**Task brief**. Where the line containing "rejected append, next" appears in the records below, begin there and output each line verbatim through the last line.

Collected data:
§
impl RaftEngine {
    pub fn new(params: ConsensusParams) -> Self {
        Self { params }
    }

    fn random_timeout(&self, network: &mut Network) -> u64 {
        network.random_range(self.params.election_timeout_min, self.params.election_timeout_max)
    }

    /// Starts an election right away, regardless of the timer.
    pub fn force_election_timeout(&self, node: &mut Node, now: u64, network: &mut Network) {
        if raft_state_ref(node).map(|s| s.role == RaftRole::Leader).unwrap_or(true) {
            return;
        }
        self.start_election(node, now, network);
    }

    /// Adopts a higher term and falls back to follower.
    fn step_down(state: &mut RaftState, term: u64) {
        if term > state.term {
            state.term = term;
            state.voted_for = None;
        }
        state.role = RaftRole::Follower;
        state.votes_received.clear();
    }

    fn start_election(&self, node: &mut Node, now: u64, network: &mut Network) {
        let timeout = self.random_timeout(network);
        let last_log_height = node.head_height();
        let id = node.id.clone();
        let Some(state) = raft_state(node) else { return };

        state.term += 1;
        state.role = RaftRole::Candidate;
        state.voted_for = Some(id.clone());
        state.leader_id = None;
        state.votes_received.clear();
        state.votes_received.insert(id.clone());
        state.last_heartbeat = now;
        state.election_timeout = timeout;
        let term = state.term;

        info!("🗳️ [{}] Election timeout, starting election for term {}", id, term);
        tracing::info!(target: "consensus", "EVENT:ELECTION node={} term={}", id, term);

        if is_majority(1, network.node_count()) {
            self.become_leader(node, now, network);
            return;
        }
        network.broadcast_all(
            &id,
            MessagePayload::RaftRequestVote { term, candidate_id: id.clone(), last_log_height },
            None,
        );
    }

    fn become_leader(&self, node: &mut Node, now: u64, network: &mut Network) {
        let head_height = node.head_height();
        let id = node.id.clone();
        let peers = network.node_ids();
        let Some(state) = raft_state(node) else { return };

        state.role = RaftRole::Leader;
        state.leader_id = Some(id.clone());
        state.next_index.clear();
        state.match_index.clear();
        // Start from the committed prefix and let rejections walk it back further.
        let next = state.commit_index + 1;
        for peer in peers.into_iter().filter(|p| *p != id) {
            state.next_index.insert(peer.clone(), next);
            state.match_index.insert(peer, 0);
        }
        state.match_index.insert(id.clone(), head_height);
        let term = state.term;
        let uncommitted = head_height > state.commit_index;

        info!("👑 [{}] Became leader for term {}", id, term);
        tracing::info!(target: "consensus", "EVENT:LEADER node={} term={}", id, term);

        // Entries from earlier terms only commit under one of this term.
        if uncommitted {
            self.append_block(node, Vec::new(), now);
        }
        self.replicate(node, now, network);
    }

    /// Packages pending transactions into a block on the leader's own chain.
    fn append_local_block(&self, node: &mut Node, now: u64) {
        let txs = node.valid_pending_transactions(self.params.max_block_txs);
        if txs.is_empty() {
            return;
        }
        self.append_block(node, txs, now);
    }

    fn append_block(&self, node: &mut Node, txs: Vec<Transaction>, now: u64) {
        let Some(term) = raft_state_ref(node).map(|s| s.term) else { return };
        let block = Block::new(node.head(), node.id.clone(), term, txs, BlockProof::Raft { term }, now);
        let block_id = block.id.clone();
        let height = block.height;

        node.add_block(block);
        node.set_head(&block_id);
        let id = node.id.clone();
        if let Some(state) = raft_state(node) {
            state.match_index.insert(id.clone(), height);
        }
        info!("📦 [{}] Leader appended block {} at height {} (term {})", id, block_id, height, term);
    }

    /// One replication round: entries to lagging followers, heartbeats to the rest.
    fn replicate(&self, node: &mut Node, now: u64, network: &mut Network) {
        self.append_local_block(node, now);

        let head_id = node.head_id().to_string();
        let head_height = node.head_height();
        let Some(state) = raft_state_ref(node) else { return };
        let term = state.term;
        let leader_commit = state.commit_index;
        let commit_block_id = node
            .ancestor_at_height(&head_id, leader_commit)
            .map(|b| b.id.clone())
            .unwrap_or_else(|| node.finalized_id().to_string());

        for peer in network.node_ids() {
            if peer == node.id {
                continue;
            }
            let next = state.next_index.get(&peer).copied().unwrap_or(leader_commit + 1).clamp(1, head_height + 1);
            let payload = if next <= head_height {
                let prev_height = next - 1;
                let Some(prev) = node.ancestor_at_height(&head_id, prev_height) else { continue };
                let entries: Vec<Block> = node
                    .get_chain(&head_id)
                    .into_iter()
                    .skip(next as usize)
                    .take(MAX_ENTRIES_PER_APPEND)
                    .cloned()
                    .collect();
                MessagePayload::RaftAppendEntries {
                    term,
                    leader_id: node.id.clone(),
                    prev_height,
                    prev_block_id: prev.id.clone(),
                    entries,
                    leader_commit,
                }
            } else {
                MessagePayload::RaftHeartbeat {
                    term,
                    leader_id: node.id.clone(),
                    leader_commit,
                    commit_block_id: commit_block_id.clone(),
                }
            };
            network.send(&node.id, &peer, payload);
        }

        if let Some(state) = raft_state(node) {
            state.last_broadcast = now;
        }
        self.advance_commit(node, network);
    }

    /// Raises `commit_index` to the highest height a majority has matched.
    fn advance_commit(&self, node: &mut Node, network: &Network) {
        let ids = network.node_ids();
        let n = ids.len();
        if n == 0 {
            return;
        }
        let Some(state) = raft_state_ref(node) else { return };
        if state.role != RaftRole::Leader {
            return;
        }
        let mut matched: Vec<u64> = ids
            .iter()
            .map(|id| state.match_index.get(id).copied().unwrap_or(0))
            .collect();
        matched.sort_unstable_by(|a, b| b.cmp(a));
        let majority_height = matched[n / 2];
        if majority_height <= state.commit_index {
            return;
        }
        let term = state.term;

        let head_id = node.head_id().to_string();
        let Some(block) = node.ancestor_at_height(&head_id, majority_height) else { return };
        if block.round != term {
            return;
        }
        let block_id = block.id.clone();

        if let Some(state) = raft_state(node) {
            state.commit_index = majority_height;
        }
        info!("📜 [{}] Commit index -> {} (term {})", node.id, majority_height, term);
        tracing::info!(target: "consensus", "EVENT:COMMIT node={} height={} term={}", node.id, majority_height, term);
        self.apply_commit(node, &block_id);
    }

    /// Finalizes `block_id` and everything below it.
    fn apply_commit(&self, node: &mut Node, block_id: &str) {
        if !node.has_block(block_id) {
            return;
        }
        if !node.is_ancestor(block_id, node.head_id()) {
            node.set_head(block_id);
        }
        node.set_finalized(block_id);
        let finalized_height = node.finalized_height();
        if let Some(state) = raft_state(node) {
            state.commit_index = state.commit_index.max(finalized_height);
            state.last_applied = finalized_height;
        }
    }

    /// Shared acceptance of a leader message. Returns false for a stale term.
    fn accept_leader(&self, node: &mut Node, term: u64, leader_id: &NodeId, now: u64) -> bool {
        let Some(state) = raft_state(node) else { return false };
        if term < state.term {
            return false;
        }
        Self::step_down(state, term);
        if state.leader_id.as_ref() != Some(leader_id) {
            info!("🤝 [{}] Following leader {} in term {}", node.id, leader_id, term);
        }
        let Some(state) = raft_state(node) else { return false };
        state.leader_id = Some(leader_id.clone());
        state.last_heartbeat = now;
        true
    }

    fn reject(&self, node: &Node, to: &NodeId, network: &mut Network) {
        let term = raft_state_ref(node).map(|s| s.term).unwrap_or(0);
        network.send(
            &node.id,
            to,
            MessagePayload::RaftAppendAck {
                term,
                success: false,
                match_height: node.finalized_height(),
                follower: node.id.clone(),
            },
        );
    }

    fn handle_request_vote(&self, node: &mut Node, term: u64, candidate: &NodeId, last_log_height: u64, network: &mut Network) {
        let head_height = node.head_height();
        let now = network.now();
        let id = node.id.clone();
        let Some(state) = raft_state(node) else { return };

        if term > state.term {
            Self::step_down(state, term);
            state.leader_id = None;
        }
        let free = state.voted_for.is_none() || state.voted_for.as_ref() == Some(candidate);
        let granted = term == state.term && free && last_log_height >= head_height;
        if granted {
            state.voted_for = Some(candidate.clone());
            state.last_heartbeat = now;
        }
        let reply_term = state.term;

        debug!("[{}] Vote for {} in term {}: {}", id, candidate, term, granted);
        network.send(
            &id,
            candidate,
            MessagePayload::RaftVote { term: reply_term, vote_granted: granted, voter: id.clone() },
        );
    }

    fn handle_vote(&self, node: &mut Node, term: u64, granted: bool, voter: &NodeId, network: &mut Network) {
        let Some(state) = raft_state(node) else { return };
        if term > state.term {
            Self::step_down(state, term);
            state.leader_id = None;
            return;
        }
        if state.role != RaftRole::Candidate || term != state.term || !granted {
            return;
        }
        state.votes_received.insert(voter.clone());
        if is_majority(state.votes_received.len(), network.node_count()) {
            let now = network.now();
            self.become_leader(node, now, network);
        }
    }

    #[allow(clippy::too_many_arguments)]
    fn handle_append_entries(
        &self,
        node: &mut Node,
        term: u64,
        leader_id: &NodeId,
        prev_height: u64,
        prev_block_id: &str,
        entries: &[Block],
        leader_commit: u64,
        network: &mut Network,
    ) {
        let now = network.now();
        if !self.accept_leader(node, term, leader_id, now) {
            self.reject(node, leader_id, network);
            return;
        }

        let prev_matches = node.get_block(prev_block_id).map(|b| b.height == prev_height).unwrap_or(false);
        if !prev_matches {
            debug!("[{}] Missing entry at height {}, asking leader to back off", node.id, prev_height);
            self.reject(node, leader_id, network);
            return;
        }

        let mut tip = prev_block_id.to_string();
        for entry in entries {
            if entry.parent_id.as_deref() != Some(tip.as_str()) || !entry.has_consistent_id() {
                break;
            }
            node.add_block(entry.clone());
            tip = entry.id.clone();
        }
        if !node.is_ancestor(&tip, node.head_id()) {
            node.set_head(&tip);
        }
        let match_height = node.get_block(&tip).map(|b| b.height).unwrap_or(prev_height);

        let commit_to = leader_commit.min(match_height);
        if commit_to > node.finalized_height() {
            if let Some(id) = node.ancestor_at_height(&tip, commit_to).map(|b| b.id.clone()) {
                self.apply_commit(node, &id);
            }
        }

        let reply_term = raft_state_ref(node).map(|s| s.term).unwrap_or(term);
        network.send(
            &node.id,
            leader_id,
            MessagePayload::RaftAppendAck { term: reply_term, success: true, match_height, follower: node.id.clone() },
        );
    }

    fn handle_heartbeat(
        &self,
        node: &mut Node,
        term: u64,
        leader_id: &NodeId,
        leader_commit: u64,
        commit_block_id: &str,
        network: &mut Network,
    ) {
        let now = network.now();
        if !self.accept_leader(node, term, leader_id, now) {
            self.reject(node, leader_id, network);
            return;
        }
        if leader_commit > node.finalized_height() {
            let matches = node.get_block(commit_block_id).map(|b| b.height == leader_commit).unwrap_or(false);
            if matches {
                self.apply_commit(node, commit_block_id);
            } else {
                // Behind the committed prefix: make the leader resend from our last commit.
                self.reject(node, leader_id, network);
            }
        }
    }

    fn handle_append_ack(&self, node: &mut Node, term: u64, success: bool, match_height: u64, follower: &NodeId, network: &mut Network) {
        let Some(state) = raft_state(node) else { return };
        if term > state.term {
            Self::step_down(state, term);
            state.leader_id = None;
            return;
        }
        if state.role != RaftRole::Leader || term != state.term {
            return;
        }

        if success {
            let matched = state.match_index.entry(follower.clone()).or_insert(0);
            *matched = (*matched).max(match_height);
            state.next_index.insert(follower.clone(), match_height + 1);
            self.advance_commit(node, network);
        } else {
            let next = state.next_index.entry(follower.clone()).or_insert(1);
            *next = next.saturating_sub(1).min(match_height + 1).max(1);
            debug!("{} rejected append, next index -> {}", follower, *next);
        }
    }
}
§
**Written response**.
            debug!("{} rejected append, next index -> {}", follower, *next);
        }
    }
}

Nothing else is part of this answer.